▶ [DATASET]:
__________

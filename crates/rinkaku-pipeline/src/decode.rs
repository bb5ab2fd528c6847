//! Image decoding at the pipeline boundary.
//!
//! Accepts raw encoded bytes (PNG, JPEG, BMP, WebP) and produces the
//! R,G,B raster the color adapter expects. The grayscale collapse stays
//! inside each filter, so the decoded color raster is what crosses this
//! boundary.

use image::RgbImage;

use crate::types::PipelineError;

/// Decode raw image bytes into an R,G,B raster.
///
/// Supports whatever formats the `image` crate can decode (PNG, JPEG,
/// BMP, WebP here). Alpha, if present, is dropped.
///
/// # Errors
///
/// Returns [`PipelineError::EmptyInput`] if `bytes` is empty.
/// Returns [`PipelineError::ImageDecode`] if the image format is
/// unrecognized or the data is corrupt.
pub fn decode_to_rgb(bytes: &[u8]) -> Result<RgbImage, PipelineError> {
    if bytes.is_empty() {
        return Err(PipelineError::EmptyInput);
    }

    let img = image::load_from_memory(bytes)?;
    Ok(img.to_rgb8())
}
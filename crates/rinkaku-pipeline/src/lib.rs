//! rinkaku-pipeline: Pure edge detection filter pipeline (sans-IO).
//!
//! Turns a decoded color raster and one [`FilterRequest`] into a
//! single-channel 8-bit edge map through:
//! color-space adaptation -> grayscale -> (optional pre-blur) ->
//! Canny / Sobel / Laplacian -> 8-bit rescaling.
//!
//! This crate has **no I/O dependencies** -- it operates on in-memory
//! rasters (plus a byte-decode convenience entry) and returns raster
//! data. File handling, parameter widgets, and PNG encoding for
//! download live with the caller.
//!
//! Every filter call is pure and stateless: fresh inputs in, a freshly
//! allocated raster out, nothing retained between invocations. Malformed
//! rasters (zero dimensions) are a caller-side precondition violation;
//! the pipeline does not validate them.

pub mod blur;
pub mod canny;
pub mod color;
pub mod decode;
pub mod grayscale;
pub mod kernel;
pub mod laplacian;
pub mod rescale;
pub mod sobel;
pub mod types;

pub use types::{
    BgrImage, CannyParams, Dimensions, FilterRequest, GrayImage, GrayImageF32, LaplacianParams,
    PipelineError, ProcessResult, RgbImage, SobelDirection, SobelParams,
};

/// Run exactly one filter over a B,G,R raster.
///
/// Dispatches on the request variant, so a recompute invokes a single
/// filter with only the parameters that filter understands. Width and
/// height are preserved; the output is always single-channel 8-bit.
#[must_use = "returns the filtered image"]
pub fn apply(image: &BgrImage, request: &FilterRequest) -> GrayImage {
    match *request {
        FilterRequest::Canny(p) => canny::canny(
            image,
            p.low_threshold,
            p.high_threshold,
            p.kernel_size,
            p.sigma,
        ),
        FilterRequest::Sobel(p) => sobel::sobel(image, p.kernel_size, p.direction),
        FilterRequest::Laplacian(p) => laplacian::laplacian(image, p.kernel_size),
    }
}

/// Run one filter over raw encoded image bytes.
///
/// Decodes the bytes, adapts the raster into the pipeline's B,G,R
/// convention, and applies the requested filter. The source dimensions
/// are returned alongside the edge map for display/export consumers.
///
/// # Errors
///
/// Returns [`PipelineError::EmptyInput`] if `image_bytes` is empty.
/// Returns [`PipelineError::ImageDecode`] if the image format is
/// unrecognized.
pub fn process(
    image_bytes: &[u8],
    request: &FilterRequest,
) -> Result<ProcessResult, PipelineError> {
    let rgb = decode::decode_to_rgb(image_bytes)?;
    let dimensions = Dimensions {
        width: rgb.width(),
        height: rgb.height(),
    };

    let bgr = color::rgb_to_bgr(&rgb);
    let edges = apply(&bgr, request);
    Ok(ProcessResult { edges, dimensions })
}

#[cfg(test)]
#[allow(clippy::unwrap_used)]
mod tests {
    use super::*;

    /// Create a PNG with a sharp black/white boundary for testing.
    ///
    /// The left half is black, the right half is white, producing a
    /// strong vertical edge that every filter responds to.
    fn sharp_edge_png(width: u32, height: u32) -> Vec<u8> {
        let img = RgbImage::from_fn(width, height, |x, _y| {
            if x < width / 2 {
                image::Rgb([0, 0, 0])
            } else {
                image::Rgb([255, 255, 255])
            }
        });
        let mut buf = Vec::new();
        let encoder = image::codecs::png::PngEncoder::new(&mut buf);
        image::ImageEncoder::write_image(
            encoder,
            img.as_raw(),
            img.width(),
            img.height(),
            image::ExtendedColorType::Rgb8,
        )
        .unwrap();
        buf
    }

    #[test]
    fn process_empty_input() {
        let result = process(&[], &FilterRequest::default());
        assert!(matches!(result, Err(PipelineError::EmptyInput)));
    }

    #[test]
    fn process_corrupt_input() {
        let result = process(&[0xFF, 0x00], &FilterRequest::default());
        assert!(matches!(result, Err(PipelineError::ImageDecode(_))));
    }

    #[test]
    fn process_reports_source_dimensions() {
        let png = sharp_edge_png(40, 30);
        for request in [
            FilterRequest::Canny(CannyParams::default()),
            FilterRequest::Sobel(SobelParams::default()),
            FilterRequest::Laplacian(LaplacianParams::default()),
        ] {
            let result = process(&png, &request).unwrap();
            assert_eq!(
                result.dimensions,
                Dimensions {
                    width: 40,
                    height: 30
                },
            );
            assert_eq!(result.edges.width(), 40);
            assert_eq!(result.edges.height(), 30);
        }
    }

    #[test]
    fn flat_black_field_has_no_canny_edges() {
        // 4x4 all-black raster through Canny(low=100, high=200, k=5,
        // sigma=1.0): no gradients anywhere, so no edges.
        let black = BgrImage::new(4, 4);
        let request = FilterRequest::Canny(CannyParams {
            kernel_size: 5,
            sigma: 1.0,
            low_threshold: 100,
            high_threshold: 200,
        });
        let edges = apply(&black, &request);
        assert_eq!(edges.width(), 4);
        assert_eq!(edges.height(), 4);
        assert!(
            edges.pixels().all(|p| p.0[0] == 0),
            "expected no edges in a flat black field",
        );
    }

    #[test]
    fn canny_output_is_binary_for_any_threshold_pair() {
        let png = sharp_edge_png(24, 24);
        for (low, high) in [(0, 0), (100, 200), (200, 100), (255, 255)] {
            let request = FilterRequest::Canny(CannyParams {
                kernel_size: 5,
                sigma: 1.0,
                low_threshold: low,
                high_threshold: high,
            });
            let result = process(&png, &request).unwrap();
            assert!(
                result.edges.pixels().all(|p| p.0[0] == 0 || p.0[0] == 255),
                "expected binary output for thresholds ({low}, {high})",
            );
        }
    }

    #[test]
    fn apply_dispatches_each_variant() {
        let png = sharp_edge_png(20, 20);
        let rgb = decode::decode_to_rgb(&png).unwrap();
        let bgr = color::rgb_to_bgr(&rgb);

        for request in [
            FilterRequest::Canny(CannyParams::default()),
            FilterRequest::Sobel(SobelParams::default()),
            FilterRequest::Laplacian(LaplacianParams::default()),
        ] {
            let out = apply(&bgr, &request);
            assert!(
                out.pixels().any(|p| p.0[0] > 0),
                "expected {request:?} to respond to a sharp boundary",
            );
        }
    }
}
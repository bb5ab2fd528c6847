//! Shared types for the rinkaku filter pipeline.

use std::fmt;

use serde::{Deserialize, Serialize};

/// Re-export `GrayImage` so downstream crates can reference filter
/// output rasters without depending on `image` directly.
pub use image::GrayImage;

/// Re-export `RgbImage` so downstream crates can reference decoded
/// input rasters without depending on `image` directly.
pub use image::RgbImage;

/// A 3-channel 8-bit raster whose channels are stored in B,G,R order.
///
/// The pixel container is identical to [`RgbImage`]; only the channel
/// ordering convention differs. Filters take BGR input, matching the
/// convention of the image-processing libraries this pipeline mirrors.
/// Use [`crate::color`] to move between the two conventions.
pub type BgrImage = image::RgbImage;

/// A single-channel floating-point raster holding filter intermediates
/// (directional gradients, Laplacian response) before conversion back
/// to displayable 8-bit output. See [`crate::rescale`].
pub type GrayImageF32 = image::ImageBuffer<image::Luma<f32>, Vec<f32>>;

/// Image dimensions in pixels.
#[derive(Debug, Clone, Copy, PartialEq, Eq, Serialize, Deserialize)]
pub struct Dimensions {
    /// Width in pixels.
    pub width: u32,
    /// Height in pixels.
    pub height: u32,
}

/// Axis selection for the Sobel filter.
#[derive(Debug, Clone, Copy, PartialEq, Eq, Default, Serialize, Deserialize)]
pub enum SobelDirection {
    /// Horizontal gradient only.
    X,
    /// Vertical gradient only.
    Y,
    /// Euclidean magnitude of both gradients.
    #[default]
    Both,
}

impl SobelDirection {
    /// Parse a direction name, matching case-insensitively.
    ///
    /// Unrecognized or empty names fall back to [`Both`](Self::Both).
    #[must_use]
    pub fn from_name(name: &str) -> Self {
        match name.trim().to_ascii_lowercase().as_str() {
            "x" => Self::X,
            "y" => Self::Y,
            _ => Self::Both,
        }
    }
}

impl fmt::Display for SobelDirection {
    fn fmt(&self, f: &mut fmt::Formatter<'_>) -> fmt::Result {
        match self {
            Self::X => f.write_str("X"),
            Self::Y => f.write_str("Y"),
            Self::Both => f.write_str("Both"),
        }
    }
}

/// Parameters for the Canny filter.
///
/// `kernel_size` and `sigma` control the Gaussian pre-blur; the blur is
/// skipped entirely when `kernel_size <= 1` and `sigma <= 0`. The
/// thresholds drive hysteresis edge classification: gradient magnitudes
/// above `high_threshold` are definite edges, those between the two
/// thresholds are edges only when connected to a definite edge.
#[derive(Debug, Clone, Copy, PartialEq, Serialize, Deserialize)]
pub struct CannyParams {
    /// Gaussian pre-blur kernel size. Normalized to odd before use.
    pub kernel_size: u32,
    /// Gaussian pre-blur sigma, shared by both axes.
    pub sigma: f32,
    /// Hysteresis low threshold.
    pub low_threshold: u8,
    /// Hysteresis high threshold.
    pub high_threshold: u8,
}

impl CannyParams {
    /// Default pre-blur kernel size.
    pub const DEFAULT_KERNEL_SIZE: u32 = 5;
    /// Default pre-blur sigma.
    pub const DEFAULT_SIGMA: f32 = 1.0;
    /// Default hysteresis low threshold.
    pub const DEFAULT_LOW_THRESHOLD: u8 = 100;
    /// Default hysteresis high threshold.
    pub const DEFAULT_HIGH_THRESHOLD: u8 = 200;
}

impl Default for CannyParams {
    fn default() -> Self {
        Self {
            kernel_size: Self::DEFAULT_KERNEL_SIZE,
            sigma: Self::DEFAULT_SIGMA,
            low_threshold: Self::DEFAULT_LOW_THRESHOLD,
            high_threshold: Self::DEFAULT_HIGH_THRESHOLD,
        }
    }
}

/// Parameters for the Sobel filter.
#[derive(Debug, Clone, Copy, PartialEq, Eq, Serialize, Deserialize)]
pub struct SobelParams {
    /// Gradient window size. Normalized to odd before use.
    pub kernel_size: u32,
    /// Which gradient axis (or both) to compute.
    pub direction: SobelDirection,
}

impl SobelParams {
    /// Default gradient window size.
    pub const DEFAULT_KERNEL_SIZE: u32 = 3;
}

impl Default for SobelParams {
    fn default() -> Self {
        Self {
            kernel_size: Self::DEFAULT_KERNEL_SIZE,
            direction: SobelDirection::default(),
        }
    }
}

/// Parameters for the Laplacian filter.
#[derive(Debug, Clone, Copy, PartialEq, Eq, Serialize, Deserialize)]
pub struct LaplacianParams {
    /// Aperture size. Normalized to odd before use.
    pub kernel_size: u32,
}

impl LaplacianParams {
    /// Default aperture size.
    pub const DEFAULT_KERNEL_SIZE: u32 = 3;
}

impl Default for LaplacianParams {
    fn default() -> Self {
        Self {
            kernel_size: Self::DEFAULT_KERNEL_SIZE,
        }
    }
}

/// A single edge-detection request: which filter to run and the
/// parameters it understands.
///
/// The tagged variants give each filter a closed parameter record, so a
/// request can never smuggle a foreign parameter into a filter. Values
/// are otherwise unconstrained here; slider ranges are the caller's
/// concern.
#[derive(Debug, Clone, Copy, PartialEq, Serialize, Deserialize)]
pub enum FilterRequest {
    /// Two-threshold hysteresis edge detection with optional pre-blur.
    Canny(CannyParams),
    /// First-order directional gradients.
    Sobel(SobelParams),
    /// Second-order derivative response.
    Laplacian(LaplacianParams),
}

impl Default for FilterRequest {
    fn default() -> Self {
        Self::Canny(CannyParams::default())
    }
}

/// Result of running a filter over encoded image bytes.
#[derive(Debug, Clone, PartialEq)]
pub struct ProcessResult {
    /// The single-channel 8-bit edge map.
    pub edges: GrayImage,

    /// Dimensions of the source image in pixels.
    ///
    /// Display and export consumers use this to set coordinate spaces
    /// without re-measuring the raster.
    pub dimensions: Dimensions,
}

/// Errors that can occur at the pipeline's decode boundary.
///
/// The filter functions themselves are pure and infallible; only the
/// byte-level entry point can fail.
#[derive(Debug, thiserror::Error)]
pub enum PipelineError {
    /// Failed to decode the input image.
    #[error("failed to decode image: {0}")]
    ImageDecode(#[from] image::ImageError),

    /// The input image bytes were empty.
    #[error("input image data is empty")]
    EmptyInput,
}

__________

▶ [WHAT THIS TASK INVOLVES]:
Exact copies of the lines from the start of the data up to the line holding "grayscale collapse stays", both included, are all that is needed.

▶ [SOLUTION FOR THIS EXERCISE]:
filename crates/rinkaku-pipeline/src/decode.rs
repository bb5ab2fd528c6847
//! Image decoding at the pipeline boundary.
//!
//! Accepts raw encoded bytes (PNG, JPEG, BMP, WebP) and produces the
//! R,G,B raster the color adapter expects. The grayscale collapse stays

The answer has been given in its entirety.